Thursday, July 12, 2012

Three Decks and a Challenge

For those of us who enjoy brewing decks and building carefully crafted stacks of cards, designed to cleave through the metagame, this weekend is one of the most exciting of the year. A new set, Magic 2013, becomes legal in all formats, and the metagame crashes wide open again.

In the last three months since Avacyn Restored, we’ve seen the metagame evolve. GR Aggro adopted Wolvir Avenger, and then Bonfire of the Damned. Wolf Run decks increasingly leaned towards Naya – seeking to utilize the power of Elesh Norn. Gerry Thompson ‘broke the format’ with Angel Delver, incorporating Restoration Angel and making your own turn seem much less safe. Infect with Wild Defiance and Venser Control lists cropped up again, and somehow, Esper Control began to win again. The lack of bannings in Standard pushed forward a surge of innovation as chinks began to appear in Delver’s armor. Blood Artists came to aid the Zombie apocalypse, and Naya Pseudo-pod, championed by Brian Kibler, left dead insects strewn about for weeks, while others continued to innovate on Delver itself, trying to recapture Faeries and Caw-Blade’s dominance.

Things have been interesting, to say the least.

Now, Magic 2013 has added 249 cards to our available pool, and we have three months before Return to Ravnica lights the heavens (and our minds) aflame. We’ll lose Titans, Swords, Phyrexian Mana, and a slew of other powerful cards. That’s where we’re headed.

Here’s where we are now:

Metagame Analysis Provided by MTGPulse

Delver is still clearly the deck to beat in the format, but Kibler’s Naya Humans is coming in strong in the last few weeks. Zombies remains powerful, as does Wolf Run and RG. Looking at M13, we can see that there’s quite a few cards that are looking to find a home in decks. I wrote about a few of them HERE, last week.

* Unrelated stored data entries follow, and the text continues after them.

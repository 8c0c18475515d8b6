//! Error types for the `vitrina` application
//!
//! This module defines all error types used throughout the application,
//! providing clear error messages and proper error propagation.
//!
//! Error variants use `#[source]` to preserve error chains for better
//! observability and debugging.

use thiserror::Error;

/// Simple error type for wrapping string messages while implementing `std::error::Error`
#[derive(Debug, Error)]
#[error("{0}")]
pub struct StringError(pub String);

impl StringError {
    /// Create a new `StringError` from a string message
    pub fn new(msg: impl Into<String>) -> Box<Self> {
        Box::new(Self(msg.into()))
    }
}

/// Main error type for the `vitrina` application
#[derive(Debug, Error)]
pub enum VitrinaError {
    /// Persisted settings were present but not parseable as the expected structure
    #[error("Persisted settings corrupt: {0}")]
    SettingsCorrupt(String),

    /// Settings storage error (read or write)
    /// Preserves the underlying error source for full error chain transparency
    #[error("Settings storage error: {0}")]
    StorageError(#[source] Box<dyn std::error::Error + Send + Sync>),

    /// Catalog fetch error (network, HTTP status, or response decoding)
    /// Preserves the underlying error source for full error chain transparency
    #[error("Catalog fetch failed: {0}")]
    CatalogFetchFailed(#[source] Box<dyn std::error::Error + Send + Sync>),

    /// Referenced product does not exist in the catalog list
    #[error("Product not found: {0}")]
    ProductNotFound(u32),

    /// Logging setup error
    /// Preserves the underlying error source for full error chain transparency
    #[error("Logging error: {0}")]
    LoggingError(#[source] Box<dyn std::error::Error + Send + Sync>),

    /// IO error
    #[error("IO error: {0}")]
    IoError(#[from] std::io::Error),

    /// JSON serialization/deserialization error
    #[error("JSON error: {0}")]
    JsonError(#[from] serde_json::Error),
}

/// Result type alias for `vitrina` operations
pub type Result<T> = std::result::Result<T, VitrinaError>;

/// Convert an error to a user-friendly message
///
/// This function takes a `VitrinaError` and returns a message suitable
/// for displaying to end users.
pub fn get_user_friendly_error(error: &VitrinaError) -> String {
    match error {
        VitrinaError::SettingsCorrupt(_) | VitrinaError::JsonError(_) => {
            "Saved settings could not be read.\n\n\
             The application will use default settings.\n\
             Your preferences will be saved again on the next change."
                .to_string()
        }
        VitrinaError::StorageError(_) => "Failed to load or save settings.\n\n\
             Your preferences may not persist.\n\
             Check that you have write permissions to the application data directory."
            .to_string(),
        VitrinaError::CatalogFetchFailed(_) => "Failed to fetch the product catalog.\n\n\
             Please check your network connection and try again."
            .to_string(),
        VitrinaError::ProductNotFound(id) => {
            format!(
                "Product {id} no longer exists.\n\n\
                 It may have been removed from the list."
            )
        }
        VitrinaError::LoggingError(_) => "Failed to initialize logging.\n\n\
             The application will continue without a log file."
            .to_string(),
        VitrinaError::IoError(e) => {
            format!(
                "A file system error occurred:\n\n{e}\n\n\
                 Please check file permissions and disk space."
            )
        }
    }
}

Today, we’re going to take a look at three decks that my friends and I have been playing with. We’ll see what makes them powerful, what choices we have, and where they’re weak.

MONO-GREEN-BEATDOWN

As soon as I saw Rancor in the spoiler, I knew that this was going to be the deck gaining the most. Dungrove Aggro had long been a deck hovering around Tier 2. For a week or so, it broke into the metagame, boasting a good matchup against Delver. Unfortunately, Dungrove could be 10/10+, but without Trample, it could never really break through for those last points of damage, and splashing for Kessig Wolf Run damaged Dungrove Elder’s P/T too much.

Now, we have arguably the best aura ever printed to work with, and Dungrove Elder…well, he’s not happy.


(editor's note: The above list should include 2 Yeva, Nature's Herald, 2 Mwonvuli Beast Tracker, and 1 Thragtusk. Mtgpulse has not updated for M13 as of the writing of this piece.)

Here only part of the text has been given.